- [Exercise goal]
Wherever a line in the material contains the word "return", copy that line.

- [Task data]
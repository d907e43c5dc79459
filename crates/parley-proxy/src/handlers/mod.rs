pub mod chat;
pub mod data;
pub mod login;
pub mod stats;

use axum::{
  body::Body,
  extract::{Query, Request},
  http::{Uri, header},
  response::{IntoResponse, Response},
};
use bytes::Bytes;
use serde::Deserialize;
use serde_json::{Map, Value};

use crate::error::Error;

const MAX_BODY_BYTES: usize = 8 * 1024 * 1024;

/// Query parameters understood by the `data/<collection>` routes.
#[derive(Debug, Default, Deserialize)]
pub struct DataParams {
  pub tag:    Option<String>,
  pub id:     Option<String>,
  /// Rows to skip before the page, for walking past the list cap.
  pub offset: Option<u32>,
}

impl DataParams {
  pub fn from_uri(uri: &Uri) -> Result<Self, Error> {
    let Query(params) = Query::<DataParams>::try_from_uri(uri)
      .map_err(|e| Error::BadRequest(e.body_text()))?;
    Ok(params)
  }

  /// The `id` parameter, which `PUT` and `DELETE` require.
  pub fn require_id(self) -> Result<String, Error> {
    self
      .id
      .filter(|id| !id.is_empty())
      .ok_or_else(|| Error::BadRequest("missing id query parameter".into()))
  }
}

async fn collect_body(req: Request<Body>) -> Result<Bytes, Error> {
  axum::body::to_bytes(req.into_body(), MAX_BODY_BYTES)
    .await
    .map_err(|_| Error::PayloadTooLarge)
}

/// Read the request body as a JSON object. An empty body reads as `{}`.
pub async fn read_json_object(req: Request<Body>) -> Result<Map<String, Value>, Error> {
  let bytes = collect_body(req).await?;
  if bytes.iter().all(u8::is_ascii_whitespace) {
    return Ok(Map::new());
  }
  match serde_json::from_slice(&bytes)? {
    Value::Object(map) => Ok(map),
    _ => Err(Error::BadRequest("request body must be a JSON object".into())),
  }
}

/// A 200 response whose body is already-encoded JSON text.
pub(crate) fn json_text(body: String) -> Response {
  ([(header::CONTENT_TYPE, "application/json")], body).into_response()
}

/// The literal health-check answer.
pub fn ping() -> Response {
  ([(header::CONTENT_TYPE, "text/plain; charset=utf-8")], "pong-netlify-js").into_response()
}
//! Routing proxy in front of the chat backend.
//!
//! Exposes an axum [`Router`] that normalizes inbound paths from every
//! hosting front-door, dispatches them over a fixed routing table, and
//! forwards the work to any [`Backend`].

pub mod cascade;
pub mod cors;
pub mod error;
pub mod handlers;
pub mod path;
pub mod route;

pub use error::Error;

use std::sync::Arc;

use axum::{
  Router,
  body::Body,
  extract::{Request, State},
  http::Method,
  middleware,
  response::{IntoResponse, Response},
};
use parley_appwrite::BackendConfig;
use parley_core::Backend;
use serde::Deserialize;
use tower_http::trace::TraceLayer;
use tracing::debug;

use handlers::{DataParams, chat, data, login, read_json_object, stats};
use path::{DEFAULT_PREFIXES, normalize_path};
use route::Route;

// ─── Configuration ────────────────────────────────────────────────────────────

/// Runtime server configuration, deserialised from `config.toml` and the
/// environment.
#[derive(Debug, Deserialize, Clone)]
pub struct ServerConfig {
  #[serde(default = "default_host")]
  pub host:                String,
  #[serde(default = "default_port")]
  pub port:                u16,
  /// Front-door prefixes stripped from every inbound path.
  #[serde(default = "default_route_prefixes")]
  pub route_prefixes:      Vec<String>,
  /// Function executed by `POST chat`.
  #[serde(default = "default_chat_function")]
  pub chat_function:       String,
  /// Answer rejected logins with 401 instead of a success envelope.
  #[serde(default)]
  pub strict_login_status: bool,
  pub backend:             BackendConfig,
}

fn default_host() -> String {
  "0.0.0.0".to_string()
}

fn default_port() -> u16 {
  5000
}

fn default_route_prefixes() -> Vec<String> {
  DEFAULT_PREFIXES.iter().map(|p| p.to_string()).collect()
}

fn default_chat_function() -> String {
  "chatbot_brain".to_string()
}

impl ServerConfig {
  /// Defaults for every field, talking to `backend`.
  pub fn new(backend: BackendConfig) -> Self {
    Self {
      host: default_host(),
      port: default_port(),
      route_prefixes: default_route_prefixes(),
      chat_function: default_chat_function(),
      strict_login_status: false,
      backend,
    }
  }
}

// ─── Application state ────────────────────────────────────────────────────────

/// Shared state threaded through all axum handlers.
pub struct AppState<B> {
  pub backend: Arc<B>,
  pub config:  Arc<ServerConfig>,
}

impl<B> Clone for AppState<B> {
  fn clone(&self) -> Self {
    Self {
      backend: self.backend.clone(),
      config:  self.config.clone(),
    }
  }
}

// ─── Router ───────────────────────────────────────────────────────────────────

/// Build the proxy [`Router`].
///
/// Every path reaches one dispatcher, since routes are only known after the
/// front-door prefix is stripped.
pub fn router<B>(state: AppState<B>) -> Router
where
  B: Backend + 'static,
{
  Router::new()
    .fallback(dispatch::<B>)
    .layer(middleware::map_response(cors::apply_headers))
    .layer(TraceLayer::new_for_http())
    .with_state(state)
}

async fn dispatch<B>(State(state): State<AppState<B>>, req: Request<Body>) -> Response
where
  B: Backend + 'static,
{
  let method = req.method().clone();
  let original = req.uri().path().to_owned();
  let path = normalize_path(&original, &state.config.route_prefixes);
  debug!(%original, normalized = %path, %method, "dispatch");

  if method == Method::OPTIONS {
    return cors::preflight();
  }

  match Route::parse(&method, &path) {
    Some(route) => handle(&state, route, req).await.into_response_or_err(),
    None => Error::NotFound { path }.into_response(),
  }
}

async fn handle<B>(state: &AppState<B>, route: Route, req: Request<Body>) -> Result<Response, Error>
where
  B: Backend + 'static,
{
  match route {
    Route::Ping => Ok(handlers::ping()),
    Route::Chat => {
      let body = read_json_object(req).await?;
      chat::handler(state, body).await
    }
    Route::Login => {
      let body = read_json_object(req).await?;
      login::handler(state, body).await
    }
    Route::Stats => stats::handler(state).await,
    Route::List(collection) => {
      let params = DataParams::from_uri(req.uri())?;
      data::list(state, collection, params).await
    }
    Route::Create(collection) => {
      let body = read_json_object(req).await?;
      data::create(state, collection, body).await
    }
    Route::Update(collection) => {
      let id = DataParams::from_uri(req.uri())?.require_id()?;
      let body = read_json_object(req).await?;
      data::update(state, collection, &id, body).await
    }
    Route::Delete(collection) => {
      let id = DataParams::from_uri(req.uri())?.require_id()?;
      data::delete(state, collection, &id).await
    }
  }
}

// ─── Helper trait ────────────────────────────────────────────────────────────

trait IntoResponseOrErr {
  fn into_response_or_err(self) -> Response;
}

impl IntoResponseOrErr for Result<Response, Error> {
  fn into_response_or_err(self) -> Response {
    match self {
      Ok(r) => r,
      Err(e) => e.into_response(),
    }
  }
}

// ─── Integration tests ────────────────────────────────────────────────────────
//! `parley`: terminal dashboard for the chatbot admin proxy.
//!
//! # Usage
//!
//! ```
//! parley --url http://localhost:5000 login --email admin@example.com
//! parley overview
//! parley intent edit --tag greeting --patterns greeting.txt --responses replies.txt
//! parley intent add --tag rust --from-query "what is rust" --responses rust.txt
//! parley --config ~/.config/parley/config.toml threshold 75
//! ```

use std::path::{Path, PathBuf};

use anyhow::{Context, Result};
use clap::{Parser, Subcommand};
use parley_cli::{
  ApiClient, ApiConfig, Dashboard, SessionContext,
  dashboard::{parse_lines, taught_patterns},
  render,
};
use serde::Deserialize;
use tracing::level_filters::LevelFilter;
use tracing_subscriber::EnvFilter;

const DEFAULT_URL: &str = "http://localhost:5000";
const DEFAULT_SESSION_FILE: &str = "~/.config/parley/session.json";

// ─── CLI args ─────────────────────────────────────────────────────────────────

#[derive(Parser, Debug)]
#[command(name = "parley", about = "Admin dashboard for the parley chatbot proxy")]
struct Args {
  /// Path to a TOML config file (url, session_file).
  #[arg(short, long, value_name = "FILE")]
  config: Option<PathBuf>,

  /// Base URL of the proxy, front-door prefix included
  /// (default: http://localhost:5000).
  #[arg(long, env = "PARLEY_URL")]
  url: Option<String>,

  /// Where the login session is kept
  /// (default: ~/.config/parley/session.json).
  #[arg(long, env = "PARLEY_SESSION")]
  session_file: Option<PathBuf>,

  #[command(subcommand)]
  command: Command,
}

#[derive(Subcommand, Debug)]
enum Command {
  /// Log in with an admin account.
  Login {
    #[arg(long)]
    email:    String,
    #[arg(long, env = "PARLEY_PASSWORD")]
    password: String,
  },
  /// Forget the stored session.
  Logout,
  /// Query totals, success rate and intent distribution.
  Overview,
  /// List intents with their pattern and response counts.
  Intents {
    /// Only show tags containing this text (case-insensitive).
    #[arg(long)]
    filter: Option<String>,
  },
  /// Inspect or change one intent.
  Intent {
    #[command(subcommand)]
    action: IntentAction,
  },
  /// Queries the bot could not match.
  Unanswered,
  /// Recent chat exchanges.
  Logs,
  /// Show or set the confidence threshold, as a percentage.
  Threshold {
    #[arg(value_parser = clap::value_parser!(u8).range(0..=100))]
    percent: Option<u8>,
  },
  /// Send a message to the bot.
  Chat { message: String },
}

#[derive(Subcommand, Debug)]
enum IntentAction {
  /// Show the patterns and responses of an intent.
  Show {
    #[arg(long)]
    tag: String,
  },
  /// Create an intent from files holding one pattern or response per line.
  Add {
    #[arg(long)]
    tag:        String,
    /// An unanswered query to teach as a pattern; repeatable.
    #[arg(long = "from-query", value_name = "TEXT")]
    from_query: Vec<String>,
    #[arg(long, value_name = "FILE")]
    patterns:   Option<PathBuf>,
    #[arg(long, value_name = "FILE")]
    responses:  Option<PathBuf>,
  },
  /// Replace all patterns and responses of an intent.
  Edit {
    #[arg(long)]
    tag:       String,
    #[arg(long, value_name = "FILE")]
    patterns:  Option<PathBuf>,
    #[arg(long, value_name = "FILE")]
    responses: Option<PathBuf>,
  },
  /// Delete an intent together with its patterns, responses and embeddings.
  Delete {
    #[arg(long)]
    id: String,
  },
}

// ─── Config file ──────────────────────────────────────────────────────────────

/// Shape of the optional TOML config file.
#[derive(Deserialize, Default)]
struct ConfigFile {
  #[serde(default)]
  url:          String,
  #[serde(default)]
  session_file: Option<PathBuf>,
}

// ─── Entry point ──────────────────────────────────────────────────────────────

#[tokio::main]
async fn main() -> Result<()> {
  tracing_subscriber::fmt()
    .with_writer(std::io::stderr)
    .with_env_filter(
      EnvFilter::builder()
        .with_default_directive(LevelFilter::WARN.into())
        .from_env_lossy(),
    )
    .init();

  let args = Args::parse();

  // Load config file if provided.
  let file_cfg: ConfigFile = if let Some(path) = &args.config {
    let raw = std::fs::read_to_string(expand_tilde(path))
      .with_context(|| format!("reading config file {}", path.display()))?;
    toml::from_str(&raw).context("parsing config file")?
  } else {
    ConfigFile::default()
  };

  // CLI flags override config file, which overrides defaults.
  let api_config = ApiConfig {
    base_url: args
      .url
      .or_else(|| (!file_cfg.url.is_empty()).then(|| file_cfg.url.clone()))
      .unwrap_or_else(|| DEFAULT_URL.to_string()),
  };
  let session_file = args
    .session_file
    .or(file_cfg.session_file)
    .unwrap_or_else(|| PathBuf::from(DEFAULT_SESSION_FILE));

  let client = ApiClient::new(api_config)?;
  let session = SessionContext::load(expand_tilde(&session_file))?;
  let mut dashboard = Dashboard::new(client, session);

  run(&mut dashboard, args.command).await
}

async fn run(dashboard: &mut Dashboard, command: Command) -> Result<()> {
  match command {
    Command::Login { email, password } => {
      let session = dashboard.login(&email, &password).await?;
      println!("Logged in as {}", session.display_name());
    }
    Command::Logout => {
      dashboard.logout()?;
      println!("Logged out");
    }
    Command::Overview => {
      let overview = dashboard.overview().await?;
      print!("{}", render::overview(&overview));
    }
    Command::Intents { filter } => {
      let rows = dashboard.intents(filter.as_deref()).await?;
      print!("{}", render::intents(&rows));
    }
    Command::Intent { action } => run_intent(dashboard, action).await?,
    Command::Unanswered => {
      let logs = dashboard.unanswered().await?;
      print!("{}", render::unanswered(&logs));
    }
    Command::Logs => {
      let logs = dashboard.logs().await?;
      print!("{}", render::logs(&logs));
    }
    Command::Threshold { percent: None } => match dashboard.threshold().await? {
      Some(setting) => println!("Confidence threshold: {}", setting.value),
      None => println!("Confidence threshold not set"),
    },
    Command::Threshold { percent: Some(percent) } => {
      let value = dashboard.set_threshold(percent).await?;
      println!("Confidence threshold updated to {value}");
    }
    Command::Chat { message } => {
      let reply = dashboard.chat(&message).await?;
      println!("{}", serde_json::to_string_pretty(&reply)?);
    }
  }
  Ok(())
}

async fn run_intent(dashboard: &Dashboard, action: IntentAction) -> Result<()> {
  match action {
    IntentAction::Show { tag } => {
      let detail = dashboard.intent(&tag).await?;
      print!("{}", render::intent_detail(&detail));
      return Ok(());
    }
    IntentAction::Add { tag, from_query, patterns, responses } => {
      let patterns = taught_patterns(&from_query, read_lines(patterns.as_deref())?);
      let responses = read_lines(responses.as_deref())?;
      dashboard.add_intent(&tag, &patterns, &responses).await?;
    }
    IntentAction::Edit { tag, patterns, responses } => {
      let patterns = read_lines(patterns.as_deref())?;
      let responses = read_lines(responses.as_deref())?;
      dashboard.edit_intent(&tag, &patterns, &responses).await?;
    }
    IntentAction::Delete { id } => dashboard.delete_intent(&id).await?,
  }

  // Show the refreshed knowledge base after every write.
  let rows = dashboard.intents(None).await?;
  print!("{}", render::intents(&rows));
  Ok(())
}

fn read_lines(path: Option<&Path>) -> Result<Vec<String>> {
  match path {
    Some(path) => {
      let raw = std::fs::read_to_string(path)
        .with_context(|| format!("reading {}", path.display()))?;
      Ok(parse_lines(&raw))
    }
    None => Ok(Vec::new()),
  }
}

fn expand_tilde(path: &Path) -> PathBuf {
  let s = path.to_string_lossy();
  if let Some(rest) = s.strip_prefix("~/")
    && let Ok(home) = std::env::var("HOME")
  {
    return PathBuf::from(home).join(rest);
  }
  path.to_path_buf()
}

- [Result for this exercise]
    return Ok(Map::new());
    return cors::preflight();
      return Ok(());
    return PathBuf::from(home).join(rest);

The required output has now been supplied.